Como estamos en plena campaña electoral, es de suponer que este año la Policía Municipal no cargará contra los carritos que venden berenjenas de Almagro, rodajas de coco y martillos de caramelo durante las fiestas, como ocurrió últimamente en la Pradera de San Isidro.Todavía recuerdo el inicio de las fiestas populares en Madrid allá a finales de los setenta. Surgieron de forma espontánea, con un nivel de participación que rebasaba todas las predicciones y, sobre todo, con una intensidad de participación sorprendente. Los bailes se convertían en explosiones de euforia militante. Como las fiestas estaban prohibidas: "¡Sí, prohibidas!", en las primeras ocasiones en las que la gente podía juntarse en la calle a bailar, a beber un botellín al aire libre, a charlar, los actos más elementales se convertían en trascendentes. Los jóvenes llegaban a la plaza del baile con el talante de los toros saliendo por la puerta de toriles: a por todas. Era la misma sensación que se tiene cuando se está frente al patio de un colegio a la hora del recreo.

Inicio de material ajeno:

//! Step gate and navigation state.
//!
//! The wizard walks a fixed sequence of steps. [`can_advance`] decides
//! whether "Next" is permitted; [`StepState`] tracks the current step
//! and the highest step reached, which bounds non-linear jumps.

use std::fmt;

use quickcluster_core::{WizardValues, KEY_PRODUCT, KEY_REGION};
use serde::{Deserialize, Serialize};

use crate::error::WizardError;
use crate::errors::ErrorSet;

/// Wizard steps in order. The numeric value is the step number shown
/// to users.
#[derive(Debug, Clone, Copy, PartialEq, Eq, PartialOrd, Ord, Hash, Serialize, Deserialize)]
pub enum StepId {
    Product = 1,
    Region = 2,
    ClusterConfiguration = 3,
    AdvancedConfiguration = 4,
    Review = 5,
}

impl StepId {
    pub const FIRST: StepId = StepId::Product;
    pub const LAST: StepId = StepId::Review;

    pub fn number(self) -> u8 {
        self as u8
    }

    pub fn from_number(n: u8) -> Option<StepId> {
        match n {
            1 => Some(StepId::Product),
            2 => Some(StepId::Region),
            3 => Some(StepId::ClusterConfiguration),
            4 => Some(StepId::AdvancedConfiguration),
            5 => Some(StepId::Review),
            _ => None,
        }
    }

    pub fn next(self) -> Option<StepId> {
        StepId::from_number(self.number() + 1)
    }

    pub fn prev(self) -> Option<StepId> {
        StepId::from_number(self.number().checked_sub(1)?)
    }

    pub fn title(self) -> &'static str {
        match self {
            StepId::Product => "Product",
            StepId::Region => "Region",
            StepId::ClusterConfiguration => "Cluster Configuration",
            StepId::AdvancedConfiguration => "Advanced Option",
            StepId::Review => "Review",
        }
    }

    /// Steps whose form is validated through error tags rather than a
    /// single selection key.
    pub fn is_form_step(self) -> bool {
        matches!(
            self,
            StepId::ClusterConfiguration | StepId::AdvancedConfiguration
        )
    }
}

impl fmt::Display for StepId {
    fn fmt(&self, f: &mut fmt::Formatter<'_>) -> fmt::Result {
        write!(f, "{} ({})", self.number(), self.title())
    }
}

/// Why "Next" is not permitted on `step`, or `None` when it is.
///
/// - Product: a product must be selected.
/// - Region: a region must be selected.
/// - Form steps: no tag scoped to the step and no invalid-conditions tag.
/// - Review: terminal; leaving it is `finish`, never `advance`.
pub fn advance_blocker(step: StepId, values: &WizardValues, tags: &ErrorSet) -> Option<String> {
    match step {
        StepId::Product => {
            (!values.is_set(KEY_PRODUCT)).then(|| "no product selected".to_string())
        }
        StepId::Region => (!values.is_set(KEY_REGION)).then(|| "no region selected".to_string()),
        StepId::ClusterConfiguration | StepId::AdvancedConfiguration => {
            let blocking: Vec<String> = tags
                .iter()
                .filter(|t| t.blocks(step))
                .map(|t| t.to_string())
                .collect();
            (!blocking.is_empty()).then(|| format!("outstanding errors: {}", blocking.join(", ")))
        }
        StepId::Review => Some("review is the last step".to_string()),
    }
}

/// True when "Next" is permitted on `step`.
pub fn can_advance(step: StepId, values: &WizardValues, tags: &ErrorSet) -> bool {
    advance_blocker(step, values, tags).is_none()
}

/// Current step plus the highest step reached so far.
#[derive(Debug, Clone, Copy, PartialEq, Eq, Serialize, Deserialize)]
pub struct StepState {
    pub current: StepId,
    pub highest_reached: StepId,
}

impl Default for StepState {
    fn default() -> Self {
        StepState {
            current: StepId::FIRST,
            highest_reached: StepId::FIRST,
        }
    }
}

impl StepState {
    /// Moves forward one step. The gate must have been consulted by the
    /// caller; this only rejects moving past the last step.
    pub fn advance(self) -> Result<StepState, WizardError> {
        let next = self.current.next().ok_or(WizardError::AtLastStep(self.current))?;
        Ok(StepState {
            current: next,
            highest_reached: self.highest_reached.max(next),
        })
    }

    /// Moves back one step and lowers the highest step reached by one.
    pub fn retreat(self) -> Result<StepState, WizardError> {
        let prev = self.current.prev().ok_or(WizardError::AtFirstStep)?;
        let highest = self
            .highest_reached
            .prev()
            .unwrap_or(StepId::FIRST)
            .max(prev);
        Ok(StepState {
            current: prev,
            highest_reached: highest,
        })
    }

    pub fn can_jump_to(&self, target: StepId) -> bool {
        target <= self.highest_reached
    }

    /// Moves to any step already reached.
    pub fn jump_to(self, target: StepId) -> Result<StepState, WizardError> {
        if !self.can_jump_to(target) {
            return Err(WizardError::StepNotReached {
                target,
                highest: self.highest_reached,
            });
        }
        Ok(StepState {
            current: target,
            ..self
        })
    }
}
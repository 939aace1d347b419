//! Product parameter schemas and flavor catalogs.

use std::collections::BTreeMap;

use crate::condition::ParameterCondition;
use crate::quota::Quota;
use crate::value::Value;

/// One configurable field of a product.
#[derive(Debug, Clone, PartialEq, Eq)]
pub struct ParameterSchema {
    /// Unique key of the field within the product.
    pub variable: String,
    /// Display label.
    pub name: String,
    pub description: Option<String>,
    pub default: Option<Value>,
    /// Advanced parameters belong to the advanced-options step; all
    /// others to the cluster-configuration step.
    pub advanced: bool,
    pub required: bool,
    pub condition: Option<ParameterCondition>,
}

impl ParameterSchema {
    /// A plain, optional, non-advanced parameter.
    pub fn new(variable: impl Into<String>) -> Self {
        let variable = variable.into();
        ParameterSchema {
            name: variable.clone(),
            variable,
            description: None,
            default: None,
            advanced: false,
            required: false,
            condition: None,
        }
    }

    pub fn with_default(mut self, default: impl Into<Value>) -> Self {
        self.default = Some(default.into());
        self
    }

    pub fn advanced(mut self) -> Self {
        self.advanced = true;
        self
    }

    pub fn required(mut self) -> Self {
        self.required = true;
        self
    }

    pub fn with_condition(mut self, condition: ParameterCondition) -> Self {
        self.condition = Some(condition);
        self
    }
}

/// Flavor name -> resources consumed by one node of that flavor.
pub type FlavorCatalog = BTreeMap<String, Quota>;

/// A product the wizard can provision.
#[derive(Debug, Clone, PartialEq, Eq)]
pub struct Product {
    pub id: u64,
    pub name: String,
    pub description: Option<String>,
    pub parameters: Vec<ParameterSchema>,
    pub flavors: FlavorCatalog,
    /// Node role -> flavor name, for roles whose flavor is fixed by the
    /// product rather than chosen through a companion parameter.
    pub default_flavors: BTreeMap<String, String>,
}

impl Product {
    pub fn new(id: u64, name: impl Into<String>) -> Self {
        Product {
            id,
            name: name.into(),
            description: None,
            parameters: Vec::new(),
            flavors: FlavorCatalog::new(),
            default_flavors: BTreeMap::new(),
        }
    }

    pub fn with_parameter(mut self, parameter: ParameterSchema) -> Self {
        self.parameters.push(parameter);
        self
    }

    pub fn with_flavor(mut self, name: impl Into<String>, unit: Quota) -> Self {
        self.flavors.insert(name.into(), unit);
        self
    }

    pub fn with_default_flavor(mut self, role: impl Into<String>, flavor: impl Into<String>) -> Self {
        self.default_flavors.insert(role.into(), flavor.into());
        self
    }

    pub fn parameter(&self, variable: &str) -> Option<&ParameterSchema> {
        self.parameters.iter().find(|p| p.variable == variable)
    }

    /// Parameters shown on the basic (`advanced == false`) or advanced step.
    pub fn parameters_where(&self, advanced: bool) -> impl Iterator<Item = &ParameterSchema> {
        self.parameters.iter().filter(move |p| p.advanced == advanced)
    }

    /// Malformed condition nodes, per parameter variable.
    pub fn condition_issues(&self) -> Vec<(String, String)> {
        self.parameters
            .iter()
            .filter_map(|p| p.condition.as_ref().map(|c| (p, c)))
            .flat_map(|(p, c)| {
                c.expression
                    .issues()
                    .into_iter()
                    .map(move |reason| (p.variable.clone(), reason))
            })
            .collect()
    }
}

/// Products keyed by id.
#[derive(Debug, Clone, Default, PartialEq, Eq)]
pub struct ProductCatalog(pub BTreeMap<u64, Product>);

impl ProductCatalog {
    pub fn new() -> Self {
        ProductCatalog(BTreeMap::new())
    }

    pub fn get(&self, id: u64) -> Option<&Product> {
        self.0.get(&id)
    }

    pub fn insert(&mut self, product: Product) {
        self.0.insert(product.id, product);
    }

    /// True when some product declares `variable` as a parameter.
    pub fn declares(&self, variable: &str) -> bool {
        self.0.values().any(|p| p.parameter(variable).is_some())
    }
}

impl FromIterator<Product> for ProductCatalog {
    fn from_iter<I: IntoIterator<Item = Product>>(iter: I) -> Self {
        ProductCatalog(iter.into_iter().map(|p| (p.id, p)).collect())
    }
}

#[cfg(test)]
mod tests {
    use super::*;
    use crate::condition::Condition;

    #[test]
    fn parameters_split_by_step() {
        let product = Product::new(1, "OpenShift")
            .with_parameter(ParameterSchema::new("num_web_nodes").with_default(2))
            .with_parameter(ParameterSchema::new("ssh_key").advanced());
        let basic: Vec<_> = product.parameters_where(false).map(|p| &p.variable).collect();
        let adv: Vec<_> = product.parameters_where(true).map(|p| &p.variable).collect();
        assert_eq!(basic, vec!["num_web_nodes"]);
        assert_eq!(adv, vec!["ssh_key"]);
    }

    #[test]
    fn condition_issues_name_the_parameter() {
        let product = Product::new(1, "p").with_parameter(
            ParameterSchema::new("x").with_condition(ParameterCondition {
                expression: Condition::Malformed {
                    reason: "leaf missing 'op'".into(),
                },
                message: "bad".into(),
            }),
        );
        assert_eq!(
            product.condition_issues(),
            vec![("x".to_string(), "leaf missing 'op'".to_string())]
        );
    }

    #[test]
    fn catalog_lookup() {
        let catalog: ProductCatalog = vec![
            Product::new(1, "a").with_parameter(ParameterSchema::new("foo")),
            Product::new(2, "b"),
        ]
        .into_iter()
        .collect();
        assert!(catalog.get(2).is_some());
        assert!(catalog.declares("foo"));
        assert!(!catalog.declares("bar"));
    }
}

Resultaba insólito que la autoridad estuviera en actitud contemplativa, que no se empeñara en recordar cada cinco minutos quién mandaba allí. Los vecinos eran conscientes de que la única forma de salir ilesos de la experiencia festiva era llevar un control exhaustivo de la situación.

Ante el menor desmán, amago de bronca, polvareda delatora de tumulto indescifrable, etcétera, el personal se movilizaba y disolvía el ente perturbable, bien separando a los macarras que se pegaban, o bien llevándose a un lado a los que discutían en un tono que predecía pelea, porque, de otra manera, los maderos la emprendían a golpes con la multitud. Era así, siempre así.

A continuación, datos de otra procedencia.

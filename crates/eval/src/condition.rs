//! Condition evaluation.
//!
//! Evaluates a [`Condition`] tree against the accumulated wizard
//! values. Pure: no allocation beyond recursion, no side effects other
//! than a warning log line for malformed nodes.

use quickcluster_core::{Condition, Product, WizardValues};

use crate::config::MalformedConditionPolicy;
use crate::numeric::compare_values;

/// Evaluates `cond` with the default policy for malformed nodes.
pub fn evaluate(cond: &Condition, values: &WizardValues) -> bool {
    eval_condition(cond, values, MalformedConditionPolicy::default())
}

/// Evaluates `cond` against `values`.
///
/// A leaf whose variable is unanswered does not hold. `And` holds when
/// every child holds, `Or` when some child holds, `Not` negates.
pub fn eval_condition(
    cond: &Condition,
    values: &WizardValues,
    policy: MalformedConditionPolicy,
) -> bool {
    match cond {
        Condition::Leaf {
            variable,
            op,
            literal,
        } => match values.get(variable) {
            Some(actual) => compare_values(actual, *op, literal),
            None => false,
        },
        Condition::And(children) => children
            .iter()
            .all(|c| eval_condition(c, values, policy)),
        Condition::Or(children) => children
            .iter()
            .any(|c| eval_condition(c, values, policy)),
        Condition::Not(inner) => !eval_condition(inner, values, policy),
        Condition::Malformed { reason } => {
            tracing::warn!(%reason, ?policy, "evaluating malformed condition");
            policy == MalformedConditionPolicy::Satisfied
        }
    }
}

/// A parameter whose condition does not hold.
#[derive(Debug, Clone, PartialEq, Eq)]
pub struct FailedCondition {
    pub variable: String,
    pub message: String,
}

/// Checks every condition of `product` whose parameter has been
/// answered in `values`, returning the failures in parameter order.
pub fn failed_conditions(
    product: &Product,
    values: &WizardValues,
    policy: MalformedConditionPolicy,
) -> Vec<FailedCondition> {
    product
        .parameters
        .iter()
        .filter(|p| values.contains(&p.variable))
        .filter_map(|p| p.condition.as_ref().map(|c| (p, c)))
        .filter(|(_, c)| !eval_condition(&c.expression, values, policy))
        .map(|(p, c)| FailedCondition {
            variable: p.variable.clone(),
            message: c.message.clone(),
        })
        .collect()
}

#[cfg(test)]
mod tests {
    use super::*;
    use quickcluster_core::{Operator, ParameterCondition, ParameterSchema};

    fn sample_tree() -> Condition {
        Condition::And(vec![
            Condition::eq("a", 1),
            Condition::Or(vec![Condition::eq("b", 2), Condition::eq("b", 3)]),
        ])
    }

    #[test]
    fn truth_table() {
        let tree = sample_tree();
        let cases = [
            (WizardValues::new().with("a", 1).with("b", 2), true),
            (WizardValues::new().with("a", 1).with("b", 4), false),
            (WizardValues::new().with("a", 2).with("b", 2), false),
            (WizardValues::new(), false),
        ];
        for (values, expected) in cases {
            assert_eq!(evaluate(&tree, &values), expected, "{:?}", values);
        }
    }

    #[test]
    fn unanswered_leaf_does_not_hold_even_negated_compare() {
        let ne = Condition::leaf("a", Operator::Ne, 1);
        assert!(!evaluate(&ne, &WizardValues::new()));
        // but negating a failed leaf holds
        assert!(evaluate(
            &Condition::negate(Condition::eq("a", 1)),
            &WizardValues::new()
        ));
    }

    #[test]
    fn empty_connectives() {
        let values = WizardValues::new();
        assert!(evaluate(&Condition::And(vec![]), &values));
        assert!(!evaluate(&Condition::Or(vec![]), &values));
    }

    #[test]
    fn malformed_follows_policy() {
        let tree = Condition::And(vec![
            Condition::eq("a", 1),
            Condition::Malformed {
                reason: "leaf on 'b' missing 'op'".into(),
            },
        ]);
        let values = WizardValues::new().with("a", 1);
        assert!(eval_condition(
            &tree,
            &values,
            MalformedConditionPolicy::Satisfied
        ));
        assert!(!eval_condition(
            &tree,
            &values,
            MalformedConditionPolicy::Violated
        ));
    }

    #[test]
    fn only_answered_parameters_are_checked() {
        let product = Product::new(1, "p")
            .with_parameter(ParameterSchema::new("workers").with_condition(ParameterCondition {
                expression: Condition::leaf("workers", Operator::Ge, 3),
                message: "Need at least 3 workers".into(),
            }))
            .with_parameter(ParameterSchema::new("storage").with_condition(ParameterCondition {
                expression: Condition::leaf("storage", Operator::Le, 100),
                message: "Too much storage".into(),
            }));

        let values = WizardValues::new().with("workers", 2);
        let failed = failed_conditions(&product, &values, MalformedConditionPolicy::Satisfied);
        assert_eq!(
            failed,
            vec![FailedCondition {
                variable: "workers".into(),
                message: "Need at least 3 workers".into(),
            }]
        );

        let ok = WizardValues::new().with("workers", 3).with("storage", 50);
        assert!(failed_conditions(&product, &ok, MalformedConditionPolicy::Satisfied).is_empty());
    }
}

En las fiestas de los barrios había un servicio de seguridad propio formado por vecinos jóvenes, sin distintivos, sin jerarquías. Se trataba, simplemente, de apaciguar los ánimos cuando era necesario. La verdad es que cumplían bien su cometido porque no era una labor compleja y con la inteligencia de un chimpancé de tres meses se salía airoso de la prueba.

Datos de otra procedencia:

//! Resource quantities for quota limits and usage.
//!
//! A [`Quota`] is used both as a limit (what a region grants a user) and
//! as an amount of consumption (baseline usage, per-flavor unit usage,
//! projected totals). All arithmetic saturates; a projection never wraps.

use std::fmt;

use serde::{Deserialize, Serialize};

/// Four non-negative resource counters.
///
/// Field names on the wire follow the region API (`num_vcpus`, `ram_mb`,
/// `volumes_gb`, `num_volumes`).
#[derive(Debug, Clone, Copy, Default, PartialEq, Eq, Hash, Serialize, Deserialize)]
pub struct Quota {
    #[serde(rename = "num_vcpus", default)]
    pub vcpu_count: u64,
    #[serde(default)]
    pub ram_mb: u64,
    #[serde(default)]
    pub volumes_gb: u64,
    #[serde(rename = "num_volumes", default)]
    pub volume_count: u64,
}

/// One of the four counters of a [`Quota`].
#[derive(Debug, Clone, Copy, PartialEq, Eq, PartialOrd, Ord, Hash, Serialize, Deserialize)]
#[serde(rename_all = "snake_case")]
pub enum Resource {
    Vcpus,
    RamMb,
    VolumesGb,
    Volumes,
}

impl Resource {
    /// All resources in display order.
    pub const ALL: [Resource; 4] = [
        Resource::Vcpus,
        Resource::RamMb,
        Resource::VolumesGb,
        Resource::Volumes,
    ];

    /// Human-readable label used in user-facing messages.
    pub fn label(self) -> &'static str {
        match self {
            Resource::Vcpus => "vCPUs",
            Resource::RamMb => "RAM (MB)",
            Resource::VolumesGb => "Volumes (GB)",
            Resource::Volumes => "Volumes",
        }
    }
}

impl fmt::Display for Resource {
    fn fmt(&self, f: &mut fmt::Formatter<'_>) -> fmt::Result {
        f.write_str(self.label())
    }
}

impl Quota {
    /// The all-zero quantity.
    pub const ZERO: Quota = Quota {
        vcpu_count: 0,
        ram_mb: 0,
        volumes_gb: 0,
        volume_count: 0,
    };

    pub fn new(vcpu_count: u64, ram_mb: u64, volumes_gb: u64, volume_count: u64) -> Self {
        Quota {
            vcpu_count,
            ram_mb,
            volumes_gb,
            volume_count,
        }
    }

    /// Reads a single counter.
    pub fn get(&self, resource: Resource) -> u64 {
        match resource {
            Resource::Vcpus => self.vcpu_count,
            Resource::RamMb => self.ram_mb,
            Resource::VolumesGb => self.volumes_gb,
            Resource::Volumes => self.volume_count,
        }
    }

    /// Field-wise saturating sum.
    pub fn saturating_add(self, other: Quota) -> Quota {
        Quota {
            vcpu_count: self.vcpu_count.saturating_add(other.vcpu_count),
            ram_mb: self.ram_mb.saturating_add(other.ram_mb),
            volumes_gb: self.volumes_gb.saturating_add(other.volumes_gb),
            volume_count: self.volume_count.saturating_add(other.volume_count),
        }
    }

    /// Every counter multiplied by `count` (saturating).
    pub fn scaled(self, count: u64) -> Quota {
        Quota {
            vcpu_count: self.vcpu_count.saturating_mul(count),
            ram_mb: self.ram_mb.saturating_mul(count),
            volumes_gb: self.volumes_gb.saturating_mul(count),
            volume_count: self.volume_count.saturating_mul(count),
        }
    }

    /// Headroom left under `limit`, zero where usage already meets or
    /// exceeds it.
    pub fn remaining(self, limit: Quota) -> Quota {
        Quota {
            vcpu_count: limit.vcpu_count.saturating_sub(self.vcpu_count),
            ram_mb: limit.ram_mb.saturating_sub(self.ram_mb),
            volumes_gb: limit.volumes_gb.saturating_sub(self.volumes_gb),
            volume_count: limit.volume_count.saturating_sub(self.volume_count),
        }
    }
}

impl std::iter::Sum for Quota {
    fn sum<I: Iterator<Item = Quota>>(iter: I) -> Quota {
        iter.fold(Quota::ZERO, Quota::saturating_add)
    }
}

/// Quota granted in a region together with what is already consumed there.
#[derive(Debug, Clone, Copy, Default, PartialEq, Eq, Serialize, Deserialize)]
pub struct RegionQuota {
    pub quota: Quota,
    pub usage_baseline: Quota,
}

Algo por debajo de ese nivel parecía estar la fuerza uniformada, que era la responsable de la casi totalidad de los disturbios que se producían en las fiestas. No se podían reprimir las ganas de dar una carrerita a aquellos chavales que semana antes, o semana después, iban a tener delante en una manifestación.

Así, cuando las fiestas comenzaron a tener solera, ya se sabía cómo terminaba y, por eso, la sola presencia de las fuerzas del orden constituía. una provocación. Ésa era la súplica del colectivo de vecinos organizadores de festejos a la autoridad competente: "Por favor, no nos traigan la policía a las flestas". Era imposible. Cuando menos protección solicitaban los organizadores, más les daban (no diremos por dónde).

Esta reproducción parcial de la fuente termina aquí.